§ **WORK TO COMPLETE**
For the records below, say how many lines contain the string "default". Give the number only.

§ **INPUT FOR THIS TASK**
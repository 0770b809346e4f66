#![no_main]

use arbitrary::Arbitrary;
use libfuzzer_sys::fuzz_target;
use wavebattle::combat::{resolve_lane_tick, TickContext};
use wavebattle::config::{CombatConfig, ControlConfig};
use wavebattle::control::update_lane_control;
use wavebattle::{
    Creature, CreatureId, CreatureInLane, CreatureStats, ElementType, LaneState, Side,
    SpecialAbility,
};

/// One creature placed in the lane.
#[derive(Arbitrary, Debug)]
struct FuzzCreature {
    player2: bool,
    health: u16,
    attack: u16,
    defense: u16,
    speed: u8,
    element: u8,
    ability: u8,
    ranged: bool,
    /// Starting position in tenths of a percent.
    position: u16,
}

/// Structured input for combat fuzzing.
#[derive(Arbitrary, Debug)]
struct CombatInput {
    creatures: Vec<FuzzCreature>,
    /// Ticks to run.
    ticks: u8,
    /// Step length.
    dt_ms: u16,
    ranged_support: bool,
    /// Lane length in units.
    length: u8,
}

fn ability(code: u8) -> Option<SpecialAbility> {
    match code % 6 {
        0 => None,
        1 => Some(SpecialAbility::Heal),
        2 => Some(SpecialAbility::Shield),
        3 => Some(SpecialAbility::Burst),
        4 => Some(SpecialAbility::Poison),
        _ => Some(SpecialAbility::Stun),
    }
}

fuzz_target!(|input: CombatInput| {
    let config = CombatConfig::default();
    let ctx = TickContext {
        dt_ms: u32::from(input.dt_ms.clamp(1, 5_000)),
        battlefield_length: f64::from(input.length.max(1)),
        ranged_support: input.ranged_support,
        config: &config,
    };

    let mut lane = LaneState::new(0);
    for (i, c) in input.creatures.iter().take(64).enumerate() {
        let stats = CreatureStats {
            health: u32::from(c.health.max(1)),
            attack: u32::from(c.attack),
            defense: u32::from(c.defense),
            speed: u32::from(c.speed),
            element: ElementType::ALL[usize::from(c.element) % ElementType::ALL.len()],
            special_ability: ability(c.ability),
        };
        let owner = if c.player2 { Side::Player2 } else { Side::Player1 };
        let mut creature = CreatureInLane::spawn(
            CreatureId(i as u64 + 1),
            &Creature::new(format!("f{i}"), "Fuzz", stats).with_ranged(c.ranged),
            owner,
            0,
            1,
            true,
        );
        creature.position = f64::from(c.position % 1_001) / 10.0;
        if lane.insert(creature).is_err() {
            return;
        }
    }

    let control = ControlConfig::default();
    for _ in 0..input.ticks {
        let closed = lane.closed;
        let held = (lane.player1_control, lane.player2_control);
        let before: Vec<(CreatureId, f64)> =
            lane.creatures.iter().map(|c| (c.id, c.position)).collect();

        resolve_lane_tick(&mut lane, &ctx);
        update_lane_control(&mut lane, &control);

        let sum = u32::from(lane.player1_control.basis_points())
            + u32::from(lane.player2_control.basis_points());
        assert!(sum <= 10_000, "control sum {sum}");
        if closed {
            assert!(lane.closed, "lane reopened");
            assert_eq!((lane.player1_control, lane.player2_control), held);
        }
        for creature in &lane.creatures {
            assert!(creature.is_alive(), "dead creature left in lane");
            assert!(creature.health <= creature.max_health());
            assert!((0.0..=100.0).contains(&creature.position));
            if let Some((_, old)) = before.iter().find(|(id, _)| *id == creature.id) {
                assert!(creature.position >= *old, "creature moved backwards");
            }
        }
        assert!(lane.creatures.windows(2).all(|w| w[0].id < w[1].id));
    }
});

§ **EXERCISE RESPONSE**
2